News & Events

This clinic dispenses an invitation to health

By Meghan E. Irons, Globe Staff  |  April 28, 2010

As his mother gently undressed him for another weigh-in at South End Community Health Center yesterday, 5-day-old Gianmarco let out a startling cry.

“Mi amor,’’ cooed Ynes Minllety, an immigrant from the Dominican Republic, calming her infant boy. Before Gianmarco was born, Minllety worried that she could not pay for health coverage for her son and that she would have to take a second job. But because of her low income, her son qualifies for Medicaid.

“I just didn’t know,’’ she said.

Such lack of awareness — with factors like poor education, a patient’s immigration status, and language barriers — is keeping thousands of Latino children across the state from getting health coverage that is free and available, health officials said yesterday.

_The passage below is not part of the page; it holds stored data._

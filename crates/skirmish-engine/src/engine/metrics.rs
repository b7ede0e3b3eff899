//! Episode-scoped metrics.
//!
//! [`MetricsAggregator`] accumulates statistics for the current episode only and
//! folds them into lifetime totals when the episode is flushed. A flush emits the
//! following names to the [`MetricsSink`], once each:
//!
//! | name                           | value                                        |
//! |--------------------------------|----------------------------------------------|
//! | `arena/kill_rate`              | lifetime kills / lifetime episodes           |
//! | `arena/mean_center_distance`   | mean normalized distance (only if sampled)   |
//! | `arena/mean_damage_dealt`      | mean over tracked agents                     |
//! | `arena/mean_damage_taken`      | mean over tracked agents                     |
//! | `arena/episode_ticks`          | ticks in the episode                         |
//! | `agent_<id>/damage_dealt`      | per tracked agent                            |
//! | `agent_<id>/damage_taken`      | per tracked agent                            |
//! | `agent_<id>/cumulative_reward` | final reward of each agent                   |

use std::{collections::BTreeMap, fmt};

use serde::{Deserialize, Serialize};
use tracing::info;

use crate::{CombatantId, EndReason};

/// Destination of flushed statistics.
pub trait MetricsSink: fmt::Debug {
    fn add(&mut self, name: &str, value: f32);
}

/// Sink that keeps every value it receives, grouped by name.
#[derive(Debug, Clone, Default)]
pub struct RecordingSink {
    values: BTreeMap<String, Vec<f32>>,
}

impl RecordingSink {
    #[must_use]
    pub fn new() -> Self {
        Self::default()
    }

    #[must_use]
    pub fn values(&self, name: &str) -> &[f32] {
        self.values.get(name).map_or(&[], Vec::as_slice)
    }

    #[must_use]
    pub fn last(&self, name: &str) -> Option<f32> {
        self.values(name).last().copied()
    }

    pub fn names(&self) -> impl Iterator<Item = &str> {
        self.values.keys().map(String::as_str)
    }
}

impl MetricsSink for RecordingSink {
    fn add(&mut self, name: &str, value: f32) {
        self.values.entry(name.to_owned()).or_default().push(value);
    }
}

#[derive(Debug, Clone, Copy, PartialEq, Serialize, Deserialize)]
#[serde(default)]
pub struct MetricsConfig {
    /// Distance samples are taken every this many active ticks.
    pub distance_sample_interval: u64,
}

impl Default for MetricsConfig {
    fn default() -> Self {
        Self {
            distance_sample_interval: 10,
        }
    }
}

#[derive(Debug, Clone, PartialEq, Serialize, Deserialize)]
pub struct AgentEpisodeStats {
    pub id: CombatantId,
    pub damage_dealt: f32,
    pub damage_taken: f32,
    pub cumulative_reward: Option<f32>,
}

/// Everything emitted by one flush.
#[derive(Debug, Clone, PartialEq, Serialize, Deserialize)]
pub struct EpisodeSummary {
    /// Zero-based index of the flushed episode.
    pub episode: u64,
    pub end_reason: Option<EndReason>,
    pub ticks: u64,
    pub ended_in_kill: bool,
    pub kill_rate: f32,
    pub mean_center_distance: Option<f32>,
    pub mean_damage_dealt: f32,
    pub mean_damage_taken: f32,
    pub agents: Vec<AgentEpisodeStats>,
}

#[derive(Debug, Clone, Copy, Default, PartialEq)]
struct DamageTally {
    dealt: f32,
    taken: f32,
}

#[derive(Debug, Clone)]
pub struct MetricsAggregator {
    sample_interval: u64,
    ticks: u64,
    damage: BTreeMap<CombatantId, DamageTally>,
    distance_samples: Vec<f32>,
    ended_in_kill: bool,
    lifetime_episodes: u64,
    lifetime_kills: u64,
}

impl MetricsAggregator {
    #[must_use]
    pub fn new(config: &MetricsConfig) -> Self {
        Self {
            sample_interval: config.distance_sample_interval.max(1),
            ticks: 0,
            damage: BTreeMap::new(),
            distance_samples: Vec::new(),
            ended_in_kill: false,
            lifetime_episodes: 0,
            lifetime_kills: 0,
        }
    }

    /// Starts tracking damage for an agent. Untracked ids are ignored by
    /// [`record_damage`](Self::record_damage).
    pub fn track(&mut self, id: CombatantId) {
        self.damage.entry(id).or_default();
    }

    #[must_use]
    pub fn is_tracked(&self, id: CombatantId) -> bool {
        self.damage.contains_key(&id)
    }

    /// Counts an active tick and reports whether distances should be sampled on it.
    pub fn record_tick(&mut self) -> bool {
        self.ticks += 1;
        self.ticks % self.sample_interval == 0
    }

    /// Records a center distance already normalized by the arena size.
    pub fn record_distance(&mut self, normalized_distance: f32) {
        self.distance_samples.push(normalized_distance);
    }

    pub fn record_damage(
        &mut self,
        attacker: Option<CombatantId>,
        victim: CombatantId,
        amount: f32,
    ) {
        if let Some(tally) = self.damage.get_mut(&victim) {
            tally.taken += amount;
        }
        if let Some(tally) = attacker.and_then(|a| self.damage.get_mut(&a)) {
            tally.dealt += amount;
        }
    }

    pub fn record_kill(&mut self) {
        self.ended_in_kill = true;
    }

    #[must_use]
    pub fn lifetime_episodes(&self) -> u64 {
        self.lifetime_episodes
    }

    #[must_use]
    pub fn lifetime_kills(&self) -> u64 {
        self.lifetime_kills
    }

    #[must_use]
    #[expect(clippy::cast_precision_loss)]
    pub fn kill_rate(&self) -> f32 {
        if self.lifetime_episodes == 0 {
            return 0.0;
        }
        self.lifetime_kills as f32 / self.lifetime_episodes as f32
    }

    #[must_use]
    pub fn distance_samples(&self) -> &[f32] {
        &self.distance_samples
    }

    #[must_use]
    pub fn ended_in_kill(&self) -> bool {
        self.ended_in_kill
    }

    /// True when no per-episode data has been accumulated.
    #[must_use]
    pub fn is_clear(&self) -> bool {
        self.ticks == 0
            && self.distance_samples.is_empty()
            && !self.ended_in_kill
            && self
                .damage
                .values()
                .all(|t| t.dealt == 0.0 && t.taken == 0.0)
    }

    /// Folds the current episode into the lifetime totals, emits it to `sink`, and
    /// clears every per-episode accumulator.
    pub fn flush(
        &mut self,
        episode: u64,
        end_reason: Option<EndReason>,
        rewards: &[(CombatantId, f32)],
        sink: Option<&mut dyn MetricsSink>,
    ) -> EpisodeSummary {
        self.lifetime_episodes += 1;
        if self.ended_in_kill {
            self.lifetime_kills += 1;
        }

        let agents: Vec<AgentEpisodeStats> = self
            .damage
            .iter()
            .map(|(id, tally)| AgentEpisodeStats {
                id: *id,
                damage_dealt: tally.dealt,
                damage_taken: tally.taken,
                cumulative_reward: rewards.iter().find(|(r, _)| r == id).map(|(_, v)| *v),
            })
            .collect();

        let summary = EpisodeSummary {
            episode,
            end_reason,
            ticks: self.ticks,
            ended_in_kill: self.ended_in_kill,
            kill_rate: self.kill_rate(),
            mean_center_distance: mean(self.distance_samples.iter().copied()),
            mean_damage_dealt: mean(agents.iter().map(|a| a.damage_dealt)).unwrap_or(0.0),
            mean_damage_taken: mean(agents.iter().map(|a| a.damage_taken)).unwrap_or(0.0),
            agents,
        };

        if let Some(sink) = sink {
            emit(&summary, rewards, sink);
        }
        info!(
            episode,
            reason = ?end_reason,
            ticks = summary.ticks,
            kill = summary.ended_in_kill,
            kill_rate = summary.kill_rate,
            "flushed episode metrics"
        );

        self.reset();
        summary
    }

    /// Clears per-episode accumulators. Tracked agents stay tracked.
    pub fn reset(&mut self) {
        self.ticks = 0;
        self.distance_samples.clear();
        self.ended_in_kill = false;
        for tally in self.damage.values_mut() {
            *tally = DamageTally::default();
        }
    }
}

fn emit(summary: &EpisodeSummary, rewards: &[(CombatantId, f32)], sink: &mut dyn MetricsSink) {
    sink.add("arena/kill_rate", summary.kill_rate);
    if let Some(distance) = summary.mean_center_distance {
        sink.add("arena/mean_center_distance", distance);
    }
    sink.add("arena/mean_damage_dealt", summary.mean_damage_dealt);
    sink.add("arena/mean_damage_taken", summary.mean_damage_taken);
    #[expect(clippy::cast_precision_loss)]
    sink.add("arena/episode_ticks", summary.ticks as f32);
    for agent in &summary.agents {
        sink.add(&format!("agent_{}/damage_dealt", agent.id), agent.damage_dealt);
        sink.add(&format!("agent_{}/damage_taken", agent.id), agent.damage_taken);
    }
    for (id, reward) in rewards {
        sink.add(&format!("agent_{id}/cumulative_reward"), *reward);
    }
}

#[expect(clippy::cast_precision_loss)]
fn mean<I>(values: I) -> Option<f32>
where
    I: IntoIterator<Item = f32>,
{
    let (sum, count) = values
        .into_iter()
        .fold((0.0, 0_usize), |(sum, count), v| (sum + v, count + 1));
    (count > 0).then(|| sum / count as f32)
}

#[cfg(test)]
mod tests {
    use super::*;

    const A: CombatantId = CombatantId(0);
    const B: CombatantId = CombatantId(1);
    const DRONE: CombatantId = CombatantId(2);

    fn aggregator() -> MetricsAggregator {
        let mut metrics = MetricsAggregator::new(&MetricsConfig {
            distance_sample_interval: 2,
        });
        metrics.track(A);
        metrics.track(B);
        metrics
    }

    #[test]
    fn test_sampling_interval() {
        let mut metrics = aggregator();
        let sampled: Vec<bool> = (0..6).map(|_| metrics.record_tick()).collect();
        assert_eq!(sampled, [false, true, false, true, false, true]);
    }

    #[test]
    fn test_untracked_damage_is_ignored() {
        let mut metrics = aggregator();
        metrics.record_damage(Some(DRONE), A, 10.0);
        metrics.record_damage(Some(A), DRONE, 4.0);

        let summary = metrics.flush(0, None, &[], None);
        assert_eq!(summary.agents[0].damage_taken, 10.0);
        assert_eq!(summary.agents[0].damage_dealt, 4.0);
        assert_eq!(summary.agents.len(), 2);
    }

    #[test]
    fn test_flush_emits_named_statistics() {
        let mut metrics = aggregator();
        let mut sink = RecordingSink::new();
        metrics.record_tick();
        metrics.record_distance(0.5);
        metrics.record_distance(0.7);
        metrics.record_damage(Some(A), B, 30.0);
        metrics.record_kill();

        let summary = metrics.flush(
            0,
            Some(EndReason::Kill),
            &[(A, 1.0), (B, -1.0)],
            Some(&mut sink),
        );

        assert!(summary.ended_in_kill);
        assert_eq!(sink.last("arena/kill_rate"), Some(1.0));
        assert!((sink.last("arena/mean_center_distance").unwrap() - 0.6).abs() < 1e-6);
        assert_eq!(sink.last("arena/mean_damage_dealt"), Some(15.0));
        assert_eq!(sink.last("arena/mean_damage_taken"), Some(15.0));
        assert_eq!(sink.last("arena/episode_ticks"), Some(1.0));
        assert_eq!(sink.last("agent_0/damage_dealt"), Some(30.0));
        assert_eq!(sink.last("agent_1/damage_taken"), Some(30.0));
        assert_eq!(sink.last("agent_1/cumulative_reward"), Some(-1.0));
        assert_eq!(summary.agents[1].cumulative_reward, Some(-1.0));
    }

    #[test]
    fn test_kill_rate_over_lifetime() {
        let mut metrics = aggregator();
        metrics.record_kill();
        metrics.flush(0, Some(EndReason::Kill), &[], None);
        metrics.flush(1, Some(EndReason::TimeLimit), &[], None);
        metrics.flush(2, Some(EndReason::BoundaryViolation), &[], None);
        metrics.record_kill();
        let summary = metrics.flush(3, Some(EndReason::Kill), &[], None);

        assert_eq!(metrics.lifetime_episodes(), 4);
        assert_eq!(metrics.lifetime_kills(), 2);
        assert_eq!(summary.kill_rate, 0.5);
    }

    #[test]
    fn test_flush_clears_every_accumulator() {
        let mut metrics = aggregator();
        metrics.record_tick();
        metrics.record_distance(0.9);
        metrics.record_damage(Some(B), A, 12.0);
        metrics.record_kill();
        assert!(!metrics.is_clear());

        metrics.flush(0, None, &[], None);
        assert!(metrics.is_clear());
        assert!(metrics.distance_samples().is_empty());
        assert!(!metrics.ended_in_kill());
        assert!(metrics.is_tracked(A));
    }

    #[test]
    fn test_no_distance_metric_without_samples() {
        let mut metrics = aggregator();
        let mut sink = RecordingSink::new();
        metrics.flush(0, None, &[], Some(&mut sink));
        assert_eq!(sink.last("arena/mean_center_distance"), None);
        assert_eq!(sink.last("arena/kill_rate"), Some(0.0));
    }
}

Now, the center is launching a communitywide effort that is taking the message of free health care to the people.

“The average advertising is not going to work to bring these people in,’’ said Bob Johnson, the center’s executive director. “You need to go into the nooks and crannies to find them.’’

The center received more than $304,000 in federal grants to take on a challenge from the US Health and Human Services Department to go into local communities and find the children who do not have health insurance but are eligible for Medicaid or the Children’s Health Insurance Program.

With money in hand, the center has set out to reach 1,500 uninsured children in the Boston area, a majority of whom have parents who are undocumented Latinos who have not signed up for the free health coverage because they fear it could lead to deportation.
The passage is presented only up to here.